Here’s what I learned:
- You can’t set up containers without downloading or creating templates. Templates are managed in the “local” storage area of the host, within the Proxmox web interface. Simple once you know how, but on first login this is not explained!
- Each Proxmox host comes with the
enterprise
package repository enabled, which won’t work unless you pay for a Proxmox subscrption, causingapt
calls to fail. You can switch to theno-subscription
version instead (from the command line or through the web interface) to get updates for free. - Don’t count on being able to nicely extract all the bits you need from old, non-containerised setups. Between
docker-compose
setups, config files and service scripts scattered around the system, it’s easier to start from scratch. (Now things are containerised, moving them around should be a lot easier in future.) - 10 servers, even virtual ones, is tough to set up in a day!
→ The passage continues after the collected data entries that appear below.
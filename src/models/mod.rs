pub mod cluster_queue;
pub mod key;
pub mod lifecycle;
pub mod queue;
pub mod workload;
Five of mine relate to Plane/Sailing, and the fact I made and published step-by-step instructions was the most useful thing of all. It’s good to run through your own procedures occasionally and make sure they work!
- On the subject of testing your own stuff… backups. I had a regular job to conduct LVM backups of my two servers every week—turns out they hadn’t run for a while.
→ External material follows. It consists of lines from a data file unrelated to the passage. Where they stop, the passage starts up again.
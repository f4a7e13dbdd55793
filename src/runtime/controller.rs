//! Reconcile loops.
//!
//! Each loop is a kube-runtime `applier` over a reflector store. Triggers come
//! from the watch dispatch and any other stream merged into it; the applier
//! keeps one reconcile in flight per object and requeues it on failure with
//! a per-object exponential backoff.

use std::collections::HashMap;
use std::fmt::Debug;
use std::hash::Hash;
use std::sync::Arc;
use std::time::Duration;

use async_trait::async_trait;
use futures::future::BoxFuture;
use futures::{FutureExt, Stream, StreamExt};
use kube::Resource;
use kube_runtime::applier;
use kube_runtime::controller::{self, Context, ReconcilerAction};
use kube_runtime::reflector::{ObjectRef, Store};
use log::{debug, error, trace, warn};
use parking_lot::Mutex;
use tokio_util::sync::CancellationToken;

use crate::models::key::ObjectKey;
use crate::utils::error::Error;

/// A reconciliation loop body. It receives the latest snapshot from the
/// loop's store; any error returned is retried with backoff.
#[async_trait]
pub trait Reconciler<K: Send + Sync>: Send + Sync {
    async fn reconcile(&self, object: &K) -> Result<ReconcilerAction, Error>;
}

/// Per-object exponential backoff, reset by the first success.
pub struct Backoff {
    base: Duration,
    max: Duration,
    failures: Mutex<HashMap<ObjectKey, u32>>,
}

impl Backoff {
    pub fn new(base: Duration, max: Duration) -> Self {
        Backoff {
            base,
            max,
            failures: Mutex::new(HashMap::new()),
        }
    }

    /// Records a failure of `key` and returns how long to wait before retrying.
    pub fn next(&self, key: &ObjectKey) -> Duration {
        let failures = {
            let mut failures = self.failures.lock();
            let count = failures.entry(key.clone()).or_insert(0);
            *count += 1;
            *count
        };
        let factor = 2u32.saturating_pow(failures - 1);
        std::cmp::min(self.base.saturating_mul(factor), self.max)
    }

    pub fn reset(&self, key: &ObjectKey) {
        self.failures.lock().remove(key);
    }
}

#[derive(Debug, thiserror::Error)]
#[error("reconciliation of {key} failed: {source}")]
pub struct ReconcileFailure {
    source: Error,
    key: ObjectKey,
    retry_in: Duration,
}

/// Context injected with each `reconcile` and `on_error` invocation.
struct ContextData<R: ?Sized> {
    name: &'static str,
    reconciler: Arc<R>,
    backoff: Backoff,
}

fn reconcile<K, R>(
    object: K,
    context: Context<ContextData<R>>,
) -> BoxFuture<'static, Result<ReconcilerAction, ReconcileFailure>>
where
    K: Resource + Send + Sync + 'static,
    R: Reconciler<K> + ?Sized + 'static,
{
    async move {
        let data = context.get_ref();
        let key = ObjectKey::from_resource(&object);
        match data.reconciler.reconcile(&object).await {
            Ok(action) => {
                data.backoff.reset(&key);
                Ok(action)
            }
            Err(source) => Err(ReconcileFailure {
                retry_in: data.backoff.next(&key),
                key,
                source,
            }),
        }
    }
    .boxed()
}

fn on_error<R: ?Sized>(
    failure: &ReconcileFailure,
    context: Context<ContextData<R>>,
) -> ReconcilerAction {
    error!("{} {}", context.get_ref().name, failure);
    ReconcilerAction {
        requeue_after: Some(failure.retry_in),
    }
}

/// Reconciles every object `triggers` names, reading it from `store`, until
/// `token` is cancelled. Reconciles in flight at cancellation are finished.
pub async fn run<K, R, S>(
    name: &'static str,
    reconciler: Arc<R>,
    store: Store<K>,
    triggers: S,
    backoff: Backoff,
    token: CancellationToken,
) where
    K: Resource + Clone + Send + Sync + 'static,
    K::DynamicType: Debug + Eq + Hash + Clone + Unpin,
    R: Reconciler<K> + ?Sized + 'static,
    S: Stream<Item = Result<ObjectRef<K>, Error>>,
{
    let context = Context::new(ContextData {
        name,
        reconciler,
        backoff,
    });
    applier(
        reconcile::<K, R>,
        on_error::<R>,
        context,
        store,
        triggers.take_until(token.cancelled()),
    )
    .for_each(|result| async move {
        match result {
            Ok((object, _)) => trace!("{} reconciled {}", name, object),
            // deleted since it was triggered
            Err(controller::Error::ObjectNotFound { obj_ref, .. }) => {
                debug!("{} object {} is gone", name, obj_ref)
            }
            // logged by on_error
            Err(controller::Error::ReconcilerFailed { .. }) => {}
            Err(err) => warn!("{} loop error: {}", name, err),
        }
    })
    .await;
    debug!("{} loop stopped", name);
}

#[cfg(test)]
mod tests {
    use std::sync::atomic::{AtomicUsize, Ordering};
    use std::sync::Arc;
    use std::time::Duration;

    use async_trait::async_trait;
    use futures::channel::mpsc;
    use futures::SinkExt;
    use kube_runtime::controller::ReconcilerAction;
    use kube_runtime::reflector::ObjectRef;
    use kube_runtime::watcher::Event;
    use parking_lot::Mutex;
    use tokio::time::Instant;
    use tokio_util::sync::CancellationToken;

    use super::{run, Backoff, Reconciler};
    use crate::models::key::ObjectKey;
    use crate::models::queue::{Queue, QueueSpec};
    use crate::runtime::source::EventTranslator;
    use crate::utils::error::Error;

    struct Flaky {
        failures_left: AtomicUsize,
        seen: Mutex<Vec<Instant>>,
    }

    #[async_trait]
    impl Reconciler<Queue> for Flaky {
        async fn reconcile(&self, queue: &Queue) -> Result<ReconcilerAction, Error> {
            self.seen.lock().push(Instant::now());
            if self.failures_left.load(Ordering::SeqCst) > 0 {
                self.failures_left.fetch_sub(1, Ordering::SeqCst);
                return Err(Error::QueueNotFound(queue.key().to_string()));
            }
            Ok(ReconcilerAction { requeue_after: None })
        }
    }

    fn queue(name: &str) -> Queue {
        let mut q = Queue::new(
            name,
            QueueSpec {
                cluster_queue: "cq1".to_string(),
            },
        );
        q.metadata.namespace = Some("default".to_string());
        q
    }

    #[test]
    fn backoff_doubles_until_reset() {
        let backoff = Backoff::new(Duration::from_millis(5), Duration::from_millis(15));
        let key = ObjectKey::new("default", "q1");

        assert_eq!(backoff.next(&key), Duration::from_millis(5));
        assert_eq!(backoff.next(&key), Duration::from_millis(10));
        assert_eq!(backoff.next(&key), Duration::from_millis(15));
        assert_eq!(backoff.next(&ObjectKey::new("default", "q2")), Duration::from_millis(5));

        backoff.reset(&key);
        assert_eq!(backoff.next(&key), Duration::from_millis(5));
    }

    #[tokio::test(start_paused = true)]
    async fn failed_reconciles_are_retried_until_success() {
        let mut translator = EventTranslator::new();
        translator.translate(Event::Applied(queue("q1")));
        let reconciler = Arc::new(Flaky {
            failures_left: AtomicUsize::new(2),
            seen: Mutex::new(vec![]),
        });
        let token = CancellationToken::new();
        let (mut triggers, receiver) = mpsc::unbounded::<Result<ObjectRef<Queue>, Error>>();

        let scenario = async {
            triggers
                .send(Ok(ObjectRef::new("q1").within("default")))
                .await
                .unwrap();
            tokio::time::sleep(Duration::from_secs(1)).await;
            token.cancel();
        };
        tokio::join!(
            scenario,
            run(
                "test",
                Arc::clone(&reconciler),
                translator.store(),
                receiver,
                Backoff::new(Duration::from_millis(5), Duration::from_secs(1)),
                token.clone(),
            )
        );

        let seen = reconciler.seen.lock();
        assert_eq!(seen.len(), 3);
        assert!(seen[1] - seen[0] >= Duration::from_millis(5));
        assert!(seen[2] - seen[1] >= Duration::from_millis(10));
    }

    #[tokio::test(start_paused = true)]
    async fn triggers_for_unknown_objects_are_skipped() {
        let translator: EventTranslator<Queue> = EventTranslator::new();
        let reconciler = Arc::new(Flaky {
            failures_left: AtomicUsize::new(0),
            seen: Mutex::new(vec![]),
        });
        let token = CancellationToken::new();
        let (mut triggers, receiver) = mpsc::unbounded::<Result<ObjectRef<Queue>, Error>>();

        let scenario = async {
            triggers
                .send(Ok(ObjectRef::new("gone").within("default")))
                .await
                .unwrap();
            tokio::time::sleep(Duration::from_millis(100)).await;
            token.cancel();
        };
        tokio::join!(
            scenario,
            run(
                "test",
                Arc::clone(&reconciler),
                translator.store(),
                receiver,
                Backoff::new(Duration::from_millis(5), Duration::from_secs(1)),
                token.clone(),
            )
        );

        assert!(reconciler.seen.lock().is_empty());
    }
}
use kube::CustomResource;
use schemars::JsonSchema;
use serde::{Deserialize, Serialize};

use super::key::ObjectKey;

/// A namespaced grouping of pending workloads backed by one ClusterQueue.
#[derive(CustomResource, Serialize, Deserialize, Debug, PartialEq, Clone, JsonSchema)]
#[kube(
    group = "kueue.x-k8s.io",
    version = "v1alpha1",
    kind = "Queue",
    namespaced,
    status = "QueueStatus",
    derive = "PartialEq"
)]
#[serde(rename_all = "camelCase")]
pub struct QueueSpec {
    pub cluster_queue: String,
}

#[derive(Serialize, Deserialize, Debug, PartialEq, Eq, Clone, Default, JsonSchema)]
#[serde(rename_all = "camelCase")]
pub struct QueueStatus {
    // derived by the controller, never authored by users
    #[serde(default)]
    pub pending_workloads: i32,
}

impl Queue {
    pub fn key(&self) -> ObjectKey {
        ObjectKey::from_resource(self)
    }
}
- With 10 servers to create, it’s helpful to have a script to run on first install, or do this once and then create a template, so you don’t have to manually try to get the environment right on each one. In my case:
apt update
apt upgrade -y
apt install -y unattended-upgrades apt-listchanges vim curl sudo avahi-daemon
adduser ian
usermod -aG sudo ian
mkdir /home/ian/.ssh
cp /root/.ssh/authorized_keys /home/ian/.ssh/authorized_keys
chown -R ian:ian /home/ian/.ssh
sed -i 's/PermitRootLogin yes/PermitRootLogin no/g' /etc/ssh/sshd_config
service ssh reload
- Enlarging virtual disks later is easy, making them smaller is not. Start small and work up!
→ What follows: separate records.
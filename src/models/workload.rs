use std::collections::BTreeMap;

use k8s_openapi::api::core::v1::PodSpec;
use k8s_openapi::apimachinery::pkg::apis::meta::v1::Time;
use kube::CustomResource;
use schemars::JsonSchema;
use serde::{Deserialize, Serialize};

use super::key::ObjectKey;

/// The Workload was admitted through a ClusterQueue.
pub const WORKLOAD_ADMITTED: &str = "Admitted";

/// The job behind the Workload finished running (failed or succeeded).
pub const WORKLOAD_FINISHED: &str = "Finished";

/// A unit of schedulable work waiting in a `Queue` until a `ClusterQueue`
/// admits it.
#[derive(CustomResource, Serialize, Deserialize, Debug, PartialEq, Clone, JsonSchema)]
#[kube(
    group = "kueue.x-k8s.io",
    version = "v1alpha1",
    kind = "Workload",
    namespaced,
    status = "WorkloadStatus",
    derive = "PartialEq"
)]
#[serde(rename_all = "camelCase")]
pub struct WorkloadSpec {
    // homogeneous pod sets, names unique within the workload
    #[serde(default, skip_serializing_if = "Vec::is_empty")]
    pub pod_sets: Vec<PodSet>,

    pub queue_name: String,

    // present iff the workload is admitted
    #[serde(default, skip_serializing_if = "Option::is_none")]
    pub admission: Option<Admission>,

    #[serde(default, skip_serializing_if = "Option::is_none")]
    pub priority_class_name: Option<String>,

    // higher is served first
    #[serde(default, skip_serializing_if = "Option::is_none")]
    pub priority: Option<i32>,
}

#[derive(Serialize, Deserialize, Debug, PartialEq, Clone, JsonSchema)]
#[serde(rename_all = "camelCase")]
pub struct PodSet {
    pub name: String,

    #[schemars(with = "serde_json::Value")]
    #[serde(default)]
    pub spec: PodSpec,

    pub count: i32,
}

#[derive(Serialize, Deserialize, Debug, PartialEq, Clone, JsonSchema)]
#[serde(rename_all = "camelCase")]
pub struct Admission {
    pub cluster_queue: String,

    #[serde(default)]
    pub pod_set_flavors: Vec<PodSetFlavors>,
}

/// Flavor assignment for one entry of `spec.podSets`, keyed by resource name.
#[derive(Serialize, Deserialize, Debug, PartialEq, Clone, JsonSchema)]
#[serde(rename_all = "camelCase")]
pub struct PodSetFlavors {
    pub name: String,

    #[serde(default, skip_serializing_if = "BTreeMap::is_empty")]
    pub flavors: BTreeMap<String, String>,
}

#[derive(Serialize, Deserialize, Debug, PartialEq, Clone, Default, JsonSchema)]
#[serde(rename_all = "camelCase")]
pub struct WorkloadStatus {
    // a map keyed by condition type
    #[serde(default, skip_serializing_if = "Vec::is_empty")]
    pub conditions: Vec<WorkloadCondition>,
}

#[derive(Serialize, Deserialize, Debug, PartialEq, Eq, Clone, Copy, JsonSchema)]
pub enum ConditionStatus {
    True,
    False,
    Unknown,
}

#[derive(Serialize, Deserialize, Debug, PartialEq, Clone, JsonSchema)]
#[serde(rename_all = "camelCase")]
pub struct WorkloadCondition {
    #[serde(rename = "type")]
    pub type_: String,

    pub status: ConditionStatus,

    #[schemars(with = "Option<String>")]
    #[serde(default, skip_serializing_if = "Option::is_none")]
    pub last_probe_time: Option<Time>,

    #[schemars(with = "Option<String>")]
    #[serde(default, skip_serializing_if = "Option::is_none")]
    pub last_transition_time: Option<Time>,

    #[serde(default, skip_serializing_if = "String::is_empty")]
    pub reason: String,

    #[serde(default, skip_serializing_if = "String::is_empty")]
    pub message: String,
}

impl WorkloadCondition {
    pub fn new(
        type_: &str,
        status: ConditionStatus,
        reason: &str,
        message: &str,
        now: Time,
    ) -> Self {
        WorkloadCondition {
            type_: type_.to_string(),
            status,
            last_probe_time: Some(now.clone()),
            last_transition_time: Some(now),
            reason: reason.to_string(),
            message: message.to_string(),
        }
    }

    /// Whether writing `other` over this condition would change anything
    /// besides its timestamps.
    pub fn same_state(&self, other: &WorkloadCondition) -> bool {
        self.status == other.status && self.reason == other.reason && self.message == other.message
    }
}

impl WorkloadStatus {
    pub fn find_condition(&self, type_: &str) -> Option<&WorkloadCondition> {
        self.conditions.iter().find(|c| c.type_ == type_)
    }

    /// Sets `condition` in place of any condition of the same type. The
    /// previous transition time is kept unless the status changed.
    pub fn set_condition(&mut self, mut condition: WorkloadCondition) {
        match self.conditions.iter_mut().find(|c| c.type_ == condition.type_) {
            Some(existing) => {
                if existing.status == condition.status {
                    condition.last_transition_time = existing.last_transition_time.clone();
                }
                *existing = condition;
            }
            None => self.conditions.push(condition),
        }
    }
}

impl Workload {
    pub fn key(&self) -> ObjectKey {
        ObjectKey::from_resource(self)
    }

    pub fn find_condition(&self, type_: &str) -> Option<&WorkloadCondition> {
        self.status.as_ref().and_then(|s| s.find_condition(type_))
    }

    /// True when the condition of the given type is present with status True.
    pub fn in_condition(&self, type_: &str) -> bool {
        self.find_condition(type_)
            .map(|c| c.status == ConditionStatus::True)
            .unwrap_or(false)
    }

    /// Name of the ClusterQueue that admitted this workload, if any.
    pub fn admitted_cluster_queue(&self) -> Option<&str> {
        self.spec.admission.as_ref().map(|a| a.cluster_queue.as_str())
    }

    pub fn priority(&self) -> i32 {
        self.spec.priority.unwrap_or(0)
    }
}

#[cfg(test)]
mod tests {
    use chrono::{TimeZone, Utc};
    use k8s_openapi::apimachinery::pkg::apis::meta::v1::Time;

    use super::{
        ConditionStatus, WorkloadCondition, WorkloadStatus, WORKLOAD_ADMITTED, WORKLOAD_FINISHED,
    };

    fn at(secs: i64) -> Time {
        Time(Utc.timestamp_opt(secs, 0).unwrap())
    }

    #[test]
    fn set_condition_appends_new_types() {
        let mut status = WorkloadStatus::default();
        status.set_condition(WorkloadCondition::new(
            WORKLOAD_ADMITTED,
            ConditionStatus::False,
            "Inadmissible",
            "",
            at(1),
        ));
        status.set_condition(WorkloadCondition::new(
            WORKLOAD_FINISHED,
            ConditionStatus::True,
            "",
            "",
            at(2),
        ));

        assert_eq!(status.conditions.len(), 2);
        let finished = status.find_condition(WORKLOAD_FINISHED).unwrap();
        assert_eq!(finished.status, ConditionStatus::True);
    }

    #[test]
    fn transition_time_kept_when_status_unchanged() {
        let mut status = WorkloadStatus::default();
        status.set_condition(WorkloadCondition::new(
            WORKLOAD_ADMITTED,
            ConditionStatus::False,
            "Inadmissible",
            "a",
            at(1),
        ));
        status.set_condition(WorkloadCondition::new(
            WORKLOAD_ADMITTED,
            ConditionStatus::False,
            "Inadmissible",
            "b",
            at(5),
        ));

        let condition = status.find_condition(WORKLOAD_ADMITTED).unwrap();
        assert_eq!(status.conditions.len(), 1);
        assert_eq!(condition.message, "b");
        assert_eq!(condition.last_transition_time, Some(at(1)));
        assert_eq!(condition.last_probe_time, Some(at(5)));
    }

    #[test]
    fn transition_time_moves_when_status_changes() {
        let mut status = WorkloadStatus::default();
        status.set_condition(WorkloadCondition::new(
            WORKLOAD_ADMITTED,
            ConditionStatus::False,
            "Inadmissible",
            "",
            at(1),
        ));
        status.set_condition(WorkloadCondition::new(
            WORKLOAD_ADMITTED,
            ConditionStatus::True,
            "",
            "",
            at(7),
        ));

        let condition = status.find_condition(WORKLOAD_ADMITTED).unwrap();
        assert_eq!(condition.status, ConditionStatus::True);
        assert_eq!(condition.last_transition_time, Some(at(7)));
        assert!(condition.reason.is_empty());
    }
}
- For some software, Docker remains the only (or only supported) way of getting it running. So now I have Proxmox running LXC containers which themselves just contain a single Docker container…
- Tailscale doesn’t work out of the box in a Proxmox container. I needed Tailscale not just on the host machines but specifically on the container that runs Plane/Sailing. Thanks to jvoisin for the required commands on the host machine (below, replace
[your_lxc_id]
as required), after which Tailscale can be installed on the container as normal:
echo 'lxc.cgroup.devices.allow: c 10:200 rwm' >> /etc/pve/lxc/[your_lxc_id].conf
echo 'lxc.mount.entry: /dev/net/tun dev/net/tun none bind,create=file' >> /etc/pve/lxc/[your_lxc_id].conf
- You can create a cluster from the Proxmox web interface, but if you get it wrong, you can only remove it fround the command line! Thanks to fabian for the required commands to do that:
systemctl stop pve-cluster corosync
pmxcfs -l
rm -R /etc/corosync/*
rm /etc/pve/corosync.conf
killall pmxcfs
systemctl start pve-cluster
- All is well for Proxmox servers out there on the internet serving people’s web pages, but what about access to local hardware? For Plane/Sailing I have three RTL-SDR dongles that now need to be accessed from three separate containers. This page on the FlightAware forums has the details of what to do on the host to pass the USB device through, along with a larger set of blacklist setup tasks for the host machine as well. After that, you can set up the container with its own blacklist and its own software as normal.
- Any USB connection glitches can actually change the ID of the device, as returned by
lsusb
and used in the container settings files. So if you accidentally wobble the USB stick and the container can no longer see it properly, that’s probably why. - After passing through a single RTL-USB device to a container, you might expect it to show up as the only one, with ID 0. Nope: you can still kind of see the other devices, but they are unusable and with corrupt names!
Well, that sure was a way to spend the weekend. Now I have a nice neat containerised set of network services, and I’m off to do anything other than looking at screens for a while.
Comments
Have you tried Portainer?
I hadn’t heard of that, no. Looks handy, I will check it out, thanks!